Information provided
▬▬▬

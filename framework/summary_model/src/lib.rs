//! The model shared by the benchmark runner and the summariser: the query catalog, recorded
//! series, the snapshot store and the run summary log.

mod catalog;
mod run_summary;
mod series;
mod store;

pub use catalog::{
    default_catalog, PaginationMode, QueryCatalog, QueryParams, Scenario, SearchType, SortOrder,
    DEFAULT_GROUP,
};
pub use run_summary::{
    append_run_summary, load_summary_runs, store_run_summary, RunSummary,
    ScenarioOutcome, ScenarioSummary,
};
pub use series::{MetricSeries, NonIncreasingPageError, Sample, SeriesMap};
pub use store::{
    merge_snapshot, FileSnapshotStore, InMemorySnapshotStore, ResultStore, SnapshotStore,
    StoreError,
};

▬▬▬

The problem
Could you give the records above again, exactly and in full?

The completed task
filename framework/summary_model/src/lib.rs
//! The model shared by the benchmark runner and the summariser: the query catalog, recorded
//! series, the snapshot store and the run summary log.

mod catalog;
mod run_summary;
mod series;
mod store;

pub use catalog::{
    default_catalog, PaginationMode, QueryCatalog, QueryParams, Scenario, SearchType, SortOrder,
    DEFAULT_GROUP,
};
pub use run_summary::{
    append_run_summary, load_summary_runs, store_run_summary, RunSummary,
    ScenarioOutcome, ScenarioSummary,
};
pub use series::{MetricSeries, NonIncreasingPageError, Sample, SeriesMap};
pub use store::{
    merge_snapshot, FileSnapshotStore, InMemorySnapshotStore, ResultStore, SnapshotStore,
    StoreError,
};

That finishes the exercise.